The Vaccines – ACAM2000 has been licensed in the US for years for prevention of smallpox and is now available for prevention of monkeypox infection under an expanded-access investigational new drug (IND) protocol. It contains a live, replication-competent vaccinia virus that can be transmitted to close contacts of the vaccinee.4

Jynneos, a two-dose ortho-poxvirus vaccine, was licensed by the FDA in 2019 for prevention of smallpox or monkeypox infection in adults who are at high risk for infection.4 Jynneos contains a live, replication-deficient modified form of the vaccinia virus Ankara (modified vaccinia Ankara [MVA]), which is closely related to the variola and monkeypox viruses; MVA does not cause disease in humans. Immunocompromised persons, including those receiving immunosuppressive therapy, may have a diminished response to the vaccine. At the time of publication, Jynneos was in short supply in the US.

Clinical Studies No data are available on the effectiveness of Jynneos or ACAM2000 in the current outbreak.

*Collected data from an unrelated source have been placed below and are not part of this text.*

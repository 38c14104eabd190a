//! Ollama Embedding Provider
//!
//! Provides semantic embeddings via Ollama's local API using models like
//! nomic-embed-text. Failed requests are retried with exponential backoff.

use crate::embeddings::EmbeddingProvider;
use arag_core::{AppError, AppResult};
use async_trait::async_trait;
use reqwest::Client;
use serde::{Deserialize, Serialize};
use std::time::Duration;
use tracing::{debug, instrument, warn};

const EMBEDDING_ENDPOINT: &str = "/api/embeddings";

/// Maximum retry attempts for failed requests
const MAX_RETRIES: u32 = 3;

/// Initial backoff duration in milliseconds
const INITIAL_BACKOFF_MS: u64 = 100;

/// Request timeout in seconds
const REQUEST_TIMEOUT_SECS: u64 = 30;

/// Ollama embedding provider using local API
#[derive(Debug, Clone)]
pub struct OllamaProvider {
    client: Client,
    base_url: String,
    model: String,
    dimensions: usize,
}

#[derive(Debug, Clone, Serialize)]
struct EmbeddingRequest<'a> {
    model: &'a str,
    prompt: &'a str,
}

#[derive(Debug, Clone, Deserialize)]
struct EmbeddingResponse {
    embedding: Vec<f32>,
}

#[derive(Debug, Clone, Deserialize)]
struct ErrorResponse {
    error: String,
}

impl OllamaProvider {
    /// Create a provider talking to `base_url`.
    pub fn new(base_url: &str, model: &str, dimensions: usize) -> AppResult<Self> {
        let client = Client::builder()
            .timeout(Duration::from_secs(REQUEST_TIMEOUT_SECS))
            .build()
            .map_err(|e| {
                AppError::Knowledge(format!("Failed to create HTTP client for Ollama: {}", e))
            })?;

        Ok(Self {
            client,
            base_url: base_url.trim_end_matches('/').to_string(),
            model: model.to_string(),
            dimensions,
        })
    }

    /// Embed single text with retry logic
    #[instrument(skip(self, text), fields(text_len = text.len(), model = %self.model))]
    async fn embed_with_retries(&self, text: &str) -> AppResult<Vec<f32>> {
        let mut attempt = 0;

        loop {
            attempt += 1;
            match self.embed_single(text).await {
                Ok(embedding) => return Ok(embedding),
                Err(e) if attempt < MAX_RETRIES => {
                    let backoff_ms = INITIAL_BACKOFF_MS * 2_u64.pow(attempt - 1);
                    warn!(
                        "Embedding failed (attempt {}/{}), retrying in {}ms: {}",
                        attempt, MAX_RETRIES, backoff_ms, e
                    );
                    tokio::time::sleep(Duration::from_millis(backoff_ms)).await;
                }
                Err(e) => return Err(e),
            }
        }
    }

    /// Embed single text (no retries)
    async fn embed_single(&self, text: &str) -> AppResult<Vec<f32>> {
        let url = format!("{}{}", self.base_url, EMBEDDING_ENDPOINT);

        let request = EmbeddingRequest {
            model: &self.model,
            prompt: text,
        };

        let response = self
            .client
            .post(&url)
            .json(&request)
            .send()
            .await
            .map_err(|e| AppError::Knowledge(format!("Failed to send request to Ollama: {}", e)))?;

        let status = response.status();

        if !status.is_success() {
            let error_text = response
                .text()
                .await
                .unwrap_or_else(|_| "Unknown error".to_string());

            let message = serde_json::from_str::<ErrorResponse>(&error_text)
                .map(|r| r.error)
                .unwrap_or(error_text);

            return Err(AppError::Knowledge(format!(
                "Ollama embedding error ({}): {}. Is '{}' pulled? Run: ollama pull {}",
                status, message, self.model, self.model
            )));
        }

        let body: EmbeddingResponse = response
            .json()
            .await
            .map_err(|e| AppError::Knowledge(format!("Failed to parse Ollama response: {}", e)))?;

        if body.embedding.len() != self.dimensions {
            return Err(AppError::Knowledge(format!(
                "Unexpected embedding dimensions: got {}, expected {}",
                body.embedding.len(),
                self.dimensions
            )));
        }

        Ok(body.embedding)
    }
}

#[async_trait]
impl EmbeddingProvider for OllamaProvider {
    fn provider_name(&self) -> &str {
        "ollama"
    }

    fn model_name(&self) -> &str {
        &self.model
    }

    fn dimensions(&self) -> usize {
        self.dimensions
    }

    #[instrument(skip(self, texts), fields(batch_size = texts.len(), model = %self.model))]
    async fn embed_batch(&self, texts: &[String]) -> AppResult<Vec<Vec<f32>>> {
        debug!("Embedding batch of {} texts", texts.len());

        // Ollama's embeddings endpoint takes one prompt per request
        let mut embeddings = Vec::with_capacity(texts.len());
        for text in texts {
            if text.trim().is_empty() {
                embeddings.push(vec![0.0; self.dimensions]);
                continue;
            }
            embeddings.push(self.embed_with_retries(text).await?);
        }

        Ok(embeddings)
    }
}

FDA licensure of Jynneos was based on the results of a noninferiority clinical trial in 433 healthy adults 18-42 years old that compared immune responses with two subcutaneous doses of Jynneos to one dose of ACAM2000; none of the participants had been previously vaccinated against smallpox. Jynneos was noninferior to ACAM2000 in producing a neutralizing antibody response against vaccinia virus (geometric mean titer of neutralizing antibodies was 153.5 at week 6 with Jynneos and 79.3 at week 4 with ACAM2000).5 Vaccine effectiveness for prevention of monkeypox was inferred from comparable antibody responses to ACAM2000 in healthy persons and from animal studies that showed prior vaccination with Jynneos protected nonhuman primates that were exposed to monkeypox virus.

Emergency Use Authorization (EUA) of Jynneos for intradermal administration was based on the results of a trial that evaluated a two-dose series given intradermally compared to subcutaneously. The intradermal dose was one-fifth the subcutaneous dose. Immune responses were similar with both routes of administration.6

TREATMENT — Most patients with monkeypox have relatively mild, self-limiting disease. Treatment should be considered for patients with severe disease, those at risk of severe disease (immunocompromised persons, children [particularly those <8 years old], persons with atopic dermatitis or other active exfoliative skin disorders, pregnant or breastfeeding women, persons with one or more complications [e.g., secondary bacterial skin infection, gastroenteritis with severe nausea, vomiting, diarrhea, or dehydration]), and those with monkeypox infections that involve the eyes, mouth, genitals, or anus.

Tecovirimat (TPOXX) and brincidofovir (Tembexa), a prodrug of cidofovir (Vistide, and generics), are FDA-approved for treatment of smallpox; tecovirimat and cidofovir are available under an expanded-access protocol for treatment of monkeypox. No data are available on the effectiveness of these drugs in treating human cases of monkeypox, but they have been shown to be effective against orthopoxvirus infections in animal studies.7 Intravenous vaccinia immune globulin (VIGIV) may also be considered for patients with severe monkeypox infection, but data on its efficacy for this indication are lacking.8

CONCLUSION ― Vaccination against monkeypox with either Jynneos or ACAM2000 is recommended by the CDC for all persons at risk for occupational exposure to orthopoxviruses. It is also recommended within 4 days after a known or presumed exposure to monkeypox. Use of ACAM2000, a live virus vaccine, should be limited to nonpregnant, nonimmunosuppressed persons; viral transmission to close contacts of the vaccinee can occur. Most patients with monkeypox have self-limiting disease, but treatment can be considered for persons with or at risk of severe disease.